Expandable Cards System
Three states: collapsed → partial → fully expanded
Users control information density based on their needs
Prevents overwhelming interface while supporting complex workflows

Smart Field Pills
Solid pill: Data available and populated
Dashed pill: Optional field, may be empty
Error pill: Required data missing or invalid
Reusable Patterns
Expandable card anatomy, smart field input component, nested fieldset structure for AND logic, and condition operator formatting—all adopted across Remote's product.
Why test with AI?
We needed to validate whether our Trigger/Schedule/Condition/Action architecture could handle real-world complexity. Since AI-powered workflow creation was already on the future roadmap, this was an opportunity to test AI capabilities early—while the manual builder was still in development.
Building the Workflow Generation Protocol
I reverse-engineered the experience into a technical specification—a Workflow Generation Protocol that translated natural language into executable rules. This defined exactly how user inputs map to database structures, API calls, and system constraints.


Single use case shipped to all customers:
"Post Slack message when team member requests time off"
Strategy
Ship narrow, learn fast, expand based on real usage.
Available to all Remote customers across HRIS, EOR, Contractors, and Global Payroll products.
"We have 39 workflows in Rippling. We'd love to move them to Remote if you support our use cases."
— Very Good Ventures
August: Smart fields for dynamic content
September: Email action launched
Result: Expanded to 10+ trigger types, 15+ action types
By the time I left Remote in November 2024, the feature had grown from 1 use case to 10+ trigger types and 15+ action types in just 3 months—following the expansion plan and demonstrating the foundation's ability to support rapid growth.

Trigger Change Cascade
When users changed the trigger event (e.g., Start Date → End Date), existing conditions became invalid. Needed confirmation modal: "Changing this will delete your conditions. Continue?"

Private Channels Issue
Private channels didn't appear in the dropdown—Slack API only returned public channels by default.
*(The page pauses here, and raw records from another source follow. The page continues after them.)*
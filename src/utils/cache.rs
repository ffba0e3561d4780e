use serde::Serialize;
use std::collections::HashMap;
use std::time::{Duration, Instant};
use tokio::sync::Mutex;

struct Entry<V> {
    value: V,
    inserted_at: Instant,
}

#[derive(Debug, Default, Clone, Copy, PartialEq, Eq, Serialize)]
pub struct CacheStats {
    pub entries: usize,
    pub hits: u64,
    pub misses: u64,
    pub evictions: u64,
}

struct Inner<V> {
    entries: HashMap<String, Entry<V>>,
    stats: CacheStats,
}

/// Keyed cache with a fixed time-to-live and a bounded entry count.
///
/// Expired entries are dropped lazily on access. When the cache is full the
/// oldest inserted entry is evicted.
pub struct TtlCache<V> {
    inner: Mutex<Inner<V>>,
    ttl: Duration,
    max_entries: usize,
}

impl<V: Clone> TtlCache<V> {
    pub fn new(ttl: Duration, max_entries: usize) -> Self {
        Self {
            inner: Mutex::new(Inner {
                entries: HashMap::new(),
                stats: CacheStats::default(),
            }),
            ttl,
            max_entries: max_entries.max(1),
        }
    }

    pub fn ttl(&self) -> Duration {
        self.ttl
    }

    pub async fn get(&self, key: &str) -> Option<V> {
        let mut inner = self.inner.lock().await;

        let expired = match inner.entries.get(key) {
            Some(entry) => entry.inserted_at.elapsed() >= self.ttl,
            None => {
                inner.stats.misses += 1;
                return None;
            }
        };

        if expired {
            inner.entries.remove(key);
            inner.stats.evictions += 1;
            inner.stats.misses += 1;
            tracing::debug!("Cache entry '{}' expired", key);
            return None;
        }

        inner.stats.hits += 1;
        inner.entries.get(key).map(|entry| entry.value.clone())
    }

    pub async fn insert(&self, key: impl Into<String>, value: V) {
        let key = key.into();
        let mut inner = self.inner.lock().await;

        let ttl = self.ttl;
        let before = inner.entries.len();
        inner
            .entries
            .retain(|_, entry| entry.inserted_at.elapsed() < ttl);
        let purged = (before - inner.entries.len()) as u64;
        inner.stats.evictions += purged;

        if !inner.entries.contains_key(&key) && inner.entries.len() >= self.max_entries {
            let oldest = inner
                .entries
                .iter()
                .min_by_key(|(_, entry)| entry.inserted_at)
                .map(|(k, _)| k.clone());
            if let Some(oldest) = oldest {
                inner.entries.remove(&oldest);
                inner.stats.evictions += 1;
                tracing::debug!("Cache full, evicted '{}'", oldest);
            }
        }

        inner.entries.insert(
            key,
            Entry {
                value,
                inserted_at: Instant::now(),
            },
        );
    }

    pub async fn invalidate(&self, key: &str) -> bool {
        self.inner.lock().await.entries.remove(key).is_some()
    }

    pub async fn clear(&self) {
        self.inner.lock().await.entries.clear();
    }

    pub async fn stats(&self) -> CacheStats {
        let inner = self.inner.lock().await;
        CacheStats {
            entries: inner.entries.len(),
            ..inner.stats
        }
    }
}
Added manual channel ID input as fallback.
New Channel Cache Issue
Newly created Slack channels took time to sync. Users couldn't find channels they'd just created. Added "Refresh channels" button to force re-fetch.
Dynamic Field Confusion
Early feedback: "Why does it say 'Email' in the action? Whose email?" Users didn't understand {email} referred to the triggered employee. Added contextual labels: "{employee_email}" made it obvious.
Data model constraints shape design
Archive vs Delete wasn't a UX decision—it was a database constraint. Always check technical feasibility early.
API-first design prevents post-launch bugs
Testing APIs in Postman before designing UI states saved engineering iterations. Design what's technically possible, not what's theoretically ideal.
Edge cases emerge from usage, not specs
Slack private channels, cache delays, field naming confusion—all discovered through real use. API testing caught some, user feedback caught others.